● Task directions:
Lines to restate from the data below: from the one containing "shown = snap;" to the one containing "fn parse_line(line: &str)", both included. Give them again exactly, and only them.

● Information supplied:
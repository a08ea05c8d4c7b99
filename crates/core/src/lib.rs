#![deny(warnings)]

pub mod config;
pub mod coordinator;
pub mod history;
pub mod model;
pub mod store;
pub mod translate;
#![deny(warnings)]

use anyhow::Context;
use clap::Parser;
use live_translator_core::config::{
    resolve_endpoint, resolve_optional_string, AppConfig, StdEnv, StorageLocation, TimingConfig,
    DEFAULT_REQUEST_TIMEOUT_SECS, DEFAULT_SETTLE_MS, DEFAULT_SOURCE_LANG, DEFAULT_TARGET_LANG,
    DEFAULT_TYPING_MS, ENV_DATA_DIR,
};
use live_translator_core::coordinator::{self, CoordinatorHandle, Snapshot};
use live_translator_core::model::{Language, Theme};
use live_translator_core::store::{FileStore, KeyValueStore, MemoryStore};
use live_translator_core::translate::MyMemoryTranslator;
use std::path::PathBuf;
use std::sync::Arc;
use std::time::Duration;
use tokio::io::{AsyncBufReadExt, BufReader};
use tracing_subscriber::EnvFilter;

#[derive(Parser, Debug)]
#[command(name = "live-translator")]
#[command(about = "Translate as you type, one line at a time (lines starting with ':' are commands)")]
struct Args {
    #[arg(long)]
    endpoint: Option<String>,

    #[arg(long)]
    data_dir: Option<String>,

    #[arg(long, conflicts_with = "data_dir")]
    ephemeral: bool,

    #[arg(long, default_value = DEFAULT_SOURCE_LANG)]
    source: String,

    #[arg(long, default_value = DEFAULT_TARGET_LANG)]
    target: String,

    #[arg(long, default_value_t = DEFAULT_SETTLE_MS)]
    settle_ms: u64,

    #[arg(long, default_value_t = DEFAULT_TYPING_MS)]
    typing_ms: u64,

    #[arg(long, default_value_t = DEFAULT_REQUEST_TIMEOUT_SECS)]
    timeout_secs: u64,

    #[arg(long, default_value = "info")]
    log_level: String,
}

#[tokio::main]
async fn main() -> anyhow::Result<()> {
    let args = Args::parse();
    init_tracing(&args.log_level)?;

    let env = StdEnv;
    let cfg = build_config(args, &env)?;

    tracing::info!(
        endpoint = %cfg.endpoint,
        source = %cfg.source.value,
        target = %cfg.target.value,
        settle_ms = cfg.timing.settle_ms,
        typing_ms = cfg.timing.typing_ms,
        "config loaded"
    );

    run(cfg).await
}

async fn run(cfg: AppConfig) -> anyhow::Result<()> {
    let store: Arc<dyn KeyValueStore> = match &cfg.storage {
        StorageLocation::Memory => Arc::new(MemoryStore::new()),
        StorageLocation::Dir(dir) => Arc::new(
            FileStore::open(dir).with_context(|| format!("failed to open store in {}", dir.display()))?,
        ),
        StorageLocation::PlatformDefault => {
            Arc::new(FileStore::open_default().context("failed to open default store")?)
        }
    };
    let translator = MyMemoryTranslator::new(cfg.endpoint.clone(), cfg.request_timeout)
        .context("failed to build http client")?;

    let session = coordinator::Session::new(store, cfg.source, cfg.target, cfg.timing);
    let handle = coordinator::spawn(session, translator);
    let mut updates = handle.subscribe();
    let mut shown = handle.snapshot();
    print_header(&shown);

    let mut lines = BufReader::new(tokio::io::stdin()).lines();
    loop {
        tokio::select! {
            line = lines.next_line() => {
                let Some(line) = line.context("failed to read stdin")? else {
                    break;
                };
                if !dispatch(&handle, parse_line(&line))? {
                    break;
                }
            }
            changed = updates.changed() => {
                if changed.is_err() {
                    break;
                }
                let snap = updates.borrow_and_update().clone();
                render(&shown, &snap);
                shown = snap;
            }
        }
    }

    handle.shutdown().await;
    Ok(())
}

/// What one line of stdin asks for.
#[derive(Debug, PartialEq, Eq)]
enum Line {
    Input(String),
    Swap,
    Source(String),
    Target(String),
    History,
    Select(String),
    Delete(String),
    Theme,
    Quit,
    Unknown(String),
}

fn parse_line(line: &str) -> Line {
    let Some(command) = line.strip_prefix(':') else {
        return Line::Input(line.to_owned());
    };
    let mut parts = command.split_whitespace();
    let name = parts.next().unwrap_or_default();
    let arg = parts.next().map(str::to_owned);
    match (name, arg) {
        ("swap", None) => Line::Swap,
        ("source", Some(code)) => Line::Source(code),
        ("target", Some(code)) => Line::Target(code),
        ("history", None) => Line::History,
        ("select", Some(id)) => Line::Select(id),
        ("delete", Some(id)) => Line::Delete(id),
        ("theme", None) => Line::Theme,
        ("quit" | "q", None) => Line::Quit,
        _ => Line::Unknown(line.to_owned()),
    }
}

/// Returns false when the user asked to quit.
fn dispatch(handle: &CoordinatorHandle, line: Line) -> anyhow::Result<bool> {
    match line {
        Line::Input(text) => handle.input_changed(text)?,
        Line::Swap => handle.swap_languages()?,
        Line::Source(code) => match Language::from_code(&code) {
            Ok(lang) => handle.source_changed(lang)?,
            Err(e) => eprintln!("{e}"),
        },
        Line::Target(code) => match Language::from_code(&code) {
            Ok(lang) => handle.target_changed(lang)?,
            Err(e) => eprintln!("{e}"),
        },
        Line::History => print_history(&handle.snapshot()),
        Line::Select(id) => handle.select_history(id)?,
        Line::Delete(id) => handle.delete_history(id)?,
        Line::Theme => handle.toggle_theme()?,
        Line::Quit => return Ok(false),
        Line::Unknown(raw) => eprintln!(
            "unknown command: {raw} (try :swap, :source <code>, :target <code>, :history, :select <id>, :delete <id>, :theme, :quit)"
        ),
    }
    Ok(true)
}

fn print_header(snap: &Snapshot) {
    println!(
        "{} → {} ({} theme, {} saved)",
        snap.source.label,
        snap.target.label,
        theme_name(snap.theme),
        snap.history.len()
    );
}

fn render(prev: &Snapshot, next: &Snapshot) {
    if prev.source != next.source || prev.target != next.target || prev.theme != next.theme {
        print_header(next);
    }
    if next.loading && !prev.loading {
        println!("…");
    }
    if prev.translation != next.translation && !next.translation.is_empty() {
        println!("= {}", next.translation);
    }
}

fn print_history(snap: &Snapshot) {
    if snap.history.is_empty() {
        println!("(no history)");
        return;
    }
    for entry in &snap.history {
        println!(
            "[{}] {} → {}  ({} → {})",
            entry.id,
            entry.original_text,
            entry.translated_text,
            entry.source_lang.label,
            entry.target_lang.label
        );
    }
}

fn theme_name(theme: Theme) -> &'static str {
    match theme {
        Theme::Light => "light",
        Theme::Dark => "dark",
    }
}

fn init_tracing(level: &str) -> anyhow::Result<()> {
    let filter = EnvFilter::builder()
        .with_default_directive(
            level
                .parse()
                .with_context(|| format!("invalid --log-level: {level}"))?,
        )
        .from_env_lossy();

    tracing_subscriber::fmt()
        .with_env_filter(filter)
        .with_writer(std::io::stderr)
        .init();
    Ok(())
}

fn build_config(
    args: Args,
    env: &impl live_translator_core::config::Env,
) -> anyhow::Result<AppConfig> {
    let endpoint = resolve_endpoint(args.endpoint, env)?;
    let timing = TimingConfig::new(args.settle_ms, args.typing_ms)?;
    let source = Language::from_code(&args.source)?;
    let target = Language::from_code(&args.target)?;

    let storage = if args.ephemeral {
        StorageLocation::Memory
    } else {
        match resolve_optional_string(args.data_dir, ENV_DATA_DIR, env) {
            Some(dir) => StorageLocation::Dir(PathBuf::from(dir)),
            None => StorageLocation::PlatformDefault,
        }
    };

    if args.timeout_secs == 0 {
        anyhow::bail!("--timeout-secs must be > 0");
    }

    Ok(AppConfig {
        endpoint,
        timing,
        source,
        target,
        storage,
        request_timeout: Duration::from_secs(args.timeout_secs),
    })
}
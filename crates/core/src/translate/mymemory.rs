use crate::config::Endpoint;
use crate::translate::{TranslateError, Translator};
use futures::future::BoxFuture;
use futures::FutureExt;
use reqwest::Client;
use serde::Deserialize;
use std::time::Duration;
use url::Url;

const LOG_TARGET: &str = "translate::mymemory";
const SUCCESS_STATUS: u64 = 200;
const FALLBACK_DETAILS: &str = "Translation failed";

#[derive(Clone)]
pub struct MyMemoryTranslator {
    client: Client,
    endpoint: Endpoint,
}

impl MyMemoryTranslator {
    pub fn new(endpoint: Endpoint, timeout: Duration) -> Result<Self, TranslateError> {
        let client = Client::builder().timeout(timeout).build()?;
        Ok(Self { client, endpoint })
    }
}

#[derive(Deserialize)]
#[serde(rename_all = "camelCase")]
struct MyMemoryResponse {
    response_status: serde_json::Value,
    #[serde(default)]
    response_data: Option<MyMemoryData>,
    #[serde(default)]
    response_details: serde_json::Value,
}

#[derive(Deserialize)]
#[serde(rename_all = "camelCase")]
struct MyMemoryData {
    translated_text: Option<String>,
}

/// Builds `<endpoint>?q=<text>&langpair=<source>|<target>`, keeping any query the endpoint already has.
pub fn build_request_url(
    endpoint: &Endpoint,
    text: &str,
    source: &str,
    target: &str,
) -> Result<Url, TranslateError> {
    let mut url = Url::parse(endpoint.as_str())
        .map_err(|e| TranslateError::InvalidResponse(format!("bad endpoint {endpoint}: {e}")))?;
    let params = format!(
        "q={}&langpair={}|{}",
        urlencoding::encode(text),
        urlencoding::encode(source),
        urlencoding::encode(target)
    );
    let query = match url.query() {
        Some(existing) if !existing.is_empty() => format!("{existing}&{params}"),
        _ => params,
    };
    url.set_query(Some(&query));
    Ok(url)
}

/// Extracts the translated text from a response body.
pub fn parse_response(body: &str) -> Result<String, TranslateError> {
    let response: MyMemoryResponse = serde_json::from_str(body)
        .map_err(|e| TranslateError::InvalidResponse(format!("failed to parse JSON: {e}")))?;

    if response.response_status.as_u64() != Some(SUCCESS_STATUS) {
        let details = response
            .response_details
            .as_str()
            .filter(|d| !d.is_empty())
            .unwrap_or(FALLBACK_DETAILS);
        return Err(TranslateError::Provider(details.to_owned()));
    }

    response
        .response_data
        .and_then(|d| d.translated_text)
        .ok_or_else(|| TranslateError::InvalidResponse("missing responseData.translatedText".into()))
}

impl Translator for MyMemoryTranslator {
    fn translate(
        &self,
        text: String,
        source: String,
        target: String,
    ) -> BoxFuture<'_, Result<String, TranslateError>> {
        async move {
            let url = build_request_url(&self.endpoint, &text, &source, &target)?;
            tracing::debug!(target: LOG_TARGET, %source, %target, chars = text.chars().count(), "requesting translation");

            let response = self.client.get(url).send().await?;
            let status = response.status();
            let body = response.text().await?;

            parse_response(&body).inspect_err(|e| {
                tracing::debug!(target: LOG_TARGET, http_status = %status, error = %e, "translation rejected");
            })
        }
        .boxed()
    }
}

● Exercise response:
                shown = snap;
            }
        }
    }

    handle.shutdown().await;
    Ok(())
}

/// What one line of stdin asks for.
#[derive(Debug, PartialEq, Eq)]
enum Line {
    Input(String),
    Swap,
    Source(String),
    Target(String),
    History,
    Select(String),
    Delete(String),
    Theme,
    Quit,
    Unknown(String),
}

fn parse_line(line: &str) -> Line {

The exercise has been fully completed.